TASK TO CARRY OUT: Retype all the records with nothing changed.

[Collected data entries]
____________

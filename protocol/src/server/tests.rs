#[cfg(test)]
mod tests {
    use crate::server::{MatchStart, RosterRecord, TurnUpdate, parse_catalog, parse_catalog_line};

    #[test]
    fn test_parse_catalog_line() {
        let record = parse_catalog_line("Bulbasaur:bulbasaur").unwrap();

        assert_eq!(
            record,
            RosterRecord {
                name: "Bulbasaur".to_string(),
                shortname: "bulbasaur".to_string(),
            }
        );
    }

    #[test]
    fn test_parse_catalog_line_invalid() {
        let result = parse_catalog_line("no separator here");

        assert!(result.is_err());
    }

    #[test]
    fn test_parse_catalog_line_missing_shortname() {
        let result = parse_catalog_line("Bulbasaur:");

        assert!(result.is_err());
    }

    #[test]
    fn test_parse_catalog() {
        let text = "Bulbasaur:bulbasaur\nCharmander:charmander\n\nSquirtle:squirtle\n";
        let records = parse_catalog(text).unwrap();

        assert_eq!(records.len(), 3);
        assert_eq!(records[0].shortname, "bulbasaur");
        assert_eq!(records[2].name, "Squirtle");
    }

    #[test]
    fn test_parse_catalog_empty() {
        assert!(parse_catalog("").is_err());
        assert!(parse_catalog("\n\n").is_err());
    }

    #[test]
    fn test_decode_match_start() {
        let json = serde_json::json!({
            "guid": "g1",
            "pid": "p1",
            "p2": {
                "name": "Charmander",
                "shortname": "charmander",
                "hp": 100,
                "images": {
                    "photo": "images/charmander.jpg",
                    "typeIcon": "icons/fire.jpg",
                    "weaknessIcon": "icons/water.jpg"
                },
                "info": {
                    "type": "fire",
                    "weakness": "water",
                    "description": "A fire lizard."
                },
                "moves": [
                    { "name": "Scratch", "dp": 40, "type": "normal" },
                    { "name": "Growl", "type": "normal" }
                ]
            }
        });

        let start: MatchStart = serde_json::from_value(json).unwrap();
        assert_eq!(start.guid, "g1");
        assert_eq!(start.tokens().pid, "p1");
        assert_eq!(start.p2.hp, 100);
        assert_eq!(start.p2.moves.len(), 2);
        assert_eq!(start.p2.moves[0].dp, Some(40));
        assert_eq!(start.p2.moves[1].dp, None);
        assert_eq!(start.p2.info.kind, "fire");
    }

    #[test]
    fn test_decode_turn_update() {
        let json = serde_json::json!({
            "results": {
                "p1-move": "tackle",
                "p2-move": "scratch",
                "p1-result": "hit",
                "p2-result": "missed"
            },
            "p1": { "hp": 100, "current-hp": 80 },
            "p2": { "hp": 90, "current-hp": 90, "shortname": "charmander" }
        });

        let update: TurnUpdate = serde_json::from_value(json).unwrap();
        assert_eq!(update.results.p1_move, "tackle");
        assert_eq!(update.results.p2_move.as_deref(), Some("scratch"));
        assert_eq!(update.p1.current_hp, 80);
        assert_eq!(update.p2.shortname.as_deref(), Some("charmander"));
    }

    #[test]
    fn test_decode_turn_update_no_countermove() {
        let json = serde_json::json!({
            "results": {
                "p1-move": "flee",
                "p2-move": null,
                "p1-result": "lost",
                "p2-result": null
            },
            "p1": { "hp": 100, "current-hp": 100 },
            "p2": { "hp": 90, "current-hp": 90, "shortname": "charmander" }
        });

        let update: TurnUpdate = serde_json::from_value(json).unwrap();
        assert!(update.results.p2_move.is_none());
        assert!(update.results.p2_result.is_none());
    }

    #[test]
    fn test_decode_negative_current_hp() {
        let json = serde_json::json!({
            "results": {
                "p1-move": "tackle",
                "p2-move": "flamethrower",
                "p1-result": "hit",
                "p2-result": "hit"
            },
            "p1": { "hp": 100, "current-hp": -12 },
            "p2": { "hp": 90, "current-hp": 30 }
        });

        let update: TurnUpdate = serde_json::from_value(json).unwrap();
        assert_eq!(update.p1.current_hp, -12);
        assert!(update.p2.shortname.is_none());
    }
}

____________

YOUR RESPONSE:
filename protocol/src/server/tests.rs
#[cfg(test)]
mod tests {
    use crate::server::{MatchStart, RosterRecord, TurnUpdate, parse_catalog, parse_catalog_line};

    #[test]
    fn test_parse_catalog_line() {
        let record = parse_catalog_line("Bulbasaur:bulbasaur").unwrap();

        assert_eq!(
            record,
            RosterRecord {
                name: "Bulbasaur".to_string(),
                shortname: "bulbasaur".to_string(),
            }
        );
    }

    #[test]
    fn test_parse_catalog_line_invalid() {
        let result = parse_catalog_line("no separator here");

        assert!(result.is_err());
    }

    #[test]
    fn test_parse_catalog_line_missing_shortname() {
        let result = parse_catalog_line("Bulbasaur:");

        assert!(result.is_err());
    }

    #[test]
    fn test_parse_catalog() {
        let text = "Bulbasaur:bulbasaur\nCharmander:charmander\n\nSquirtle:squirtle\n";
        let records = parse_catalog(text).unwrap();

        assert_eq!(records.len(), 3);
        assert_eq!(records[0].shortname, "bulbasaur");
        assert_eq!(records[2].name, "Squirtle");
    }

    #[test]
    fn test_parse_catalog_empty() {
        assert!(parse_catalog("").is_err());
        assert!(parse_catalog("\n\n").is_err());
    }

    #[test]
    fn test_decode_match_start() {
        let json = serde_json::json!({
            "guid": "g1",
            "pid": "p1",
            "p2": {
                "name": "Charmander",
                "shortname": "charmander",
                "hp": 100,
                "images": {
                    "photo": "images/charmander.jpg",
                    "typeIcon": "icons/fire.jpg",
                    "weaknessIcon": "icons/water.jpg"
                },
                "info": {
                    "type": "fire",
                    "weakness": "water",
                    "description": "A fire lizard."
                },
                "moves": [
                    { "name": "Scratch", "dp": 40, "type": "normal" },
                    { "name": "Growl", "type": "normal" }
                ]
            }
        });

        let start: MatchStart = serde_json::from_value(json).unwrap();
        assert_eq!(start.guid, "g1");
        assert_eq!(start.tokens().pid, "p1");
        assert_eq!(start.p2.hp, 100);
        assert_eq!(start.p2.moves.len(), 2);
        assert_eq!(start.p2.moves[0].dp, Some(40));
        assert_eq!(start.p2.moves[1].dp, None);
        assert_eq!(start.p2.info.kind, "fire");
    }

    #[test]
    fn test_decode_turn_update() {
        let json = serde_json::json!({
            "results": {
                "p1-move": "tackle",
                "p2-move": "scratch",
                "p1-result": "hit",
                "p2-result": "missed"
            },
            "p1": { "hp": 100, "current-hp": 80 },
            "p2": { "hp": 90, "current-hp": 90, "shortname": "charmander" }
        });

        let update: TurnUpdate = serde_json::from_value(json).unwrap();
        assert_eq!(update.results.p1_move, "tackle");
        assert_eq!(update.results.p2_move.as_deref(), Some("scratch"));
        assert_eq!(update.p1.current_hp, 80);
        assert_eq!(update.p2.shortname.as_deref(), Some("charmander"));
    }

    #[test]
    fn test_decode_turn_update_no_countermove() {
        let json = serde_json::json!({
            "results": {
                "p1-move": "flee",
                "p2-move": null,
                "p1-result": "lost",
                "p2-result": null
            },
            "p1": { "hp": 100, "current-hp": 100 },
            "p2": { "hp": 90, "current-hp": 90, "shortname": "charmander" }
        });

        let update: TurnUpdate = serde_json::from_value(json).unwrap();
        assert!(update.results.p2_move.is_none());
        assert!(update.results.p2_result.is_none());
    }

    #[test]
    fn test_decode_negative_current_hp() {
        let json = serde_json::json!({
            "results": {
                "p1-move": "tackle",
                "p2-move": "flamethrower",
                "p1-result": "hit",
                "p2-result": "hit"
            },
            "p1": { "hp": 100, "current-hp": -12 },
            "p2": { "hp": 90, "current-hp": 30 }
        });

        let update: TurnUpdate = serde_json::from_value(json).unwrap();
        assert_eq!(update.p1.current_hp, -12);
        assert!(update.p2.shortname.is_none());
    }
}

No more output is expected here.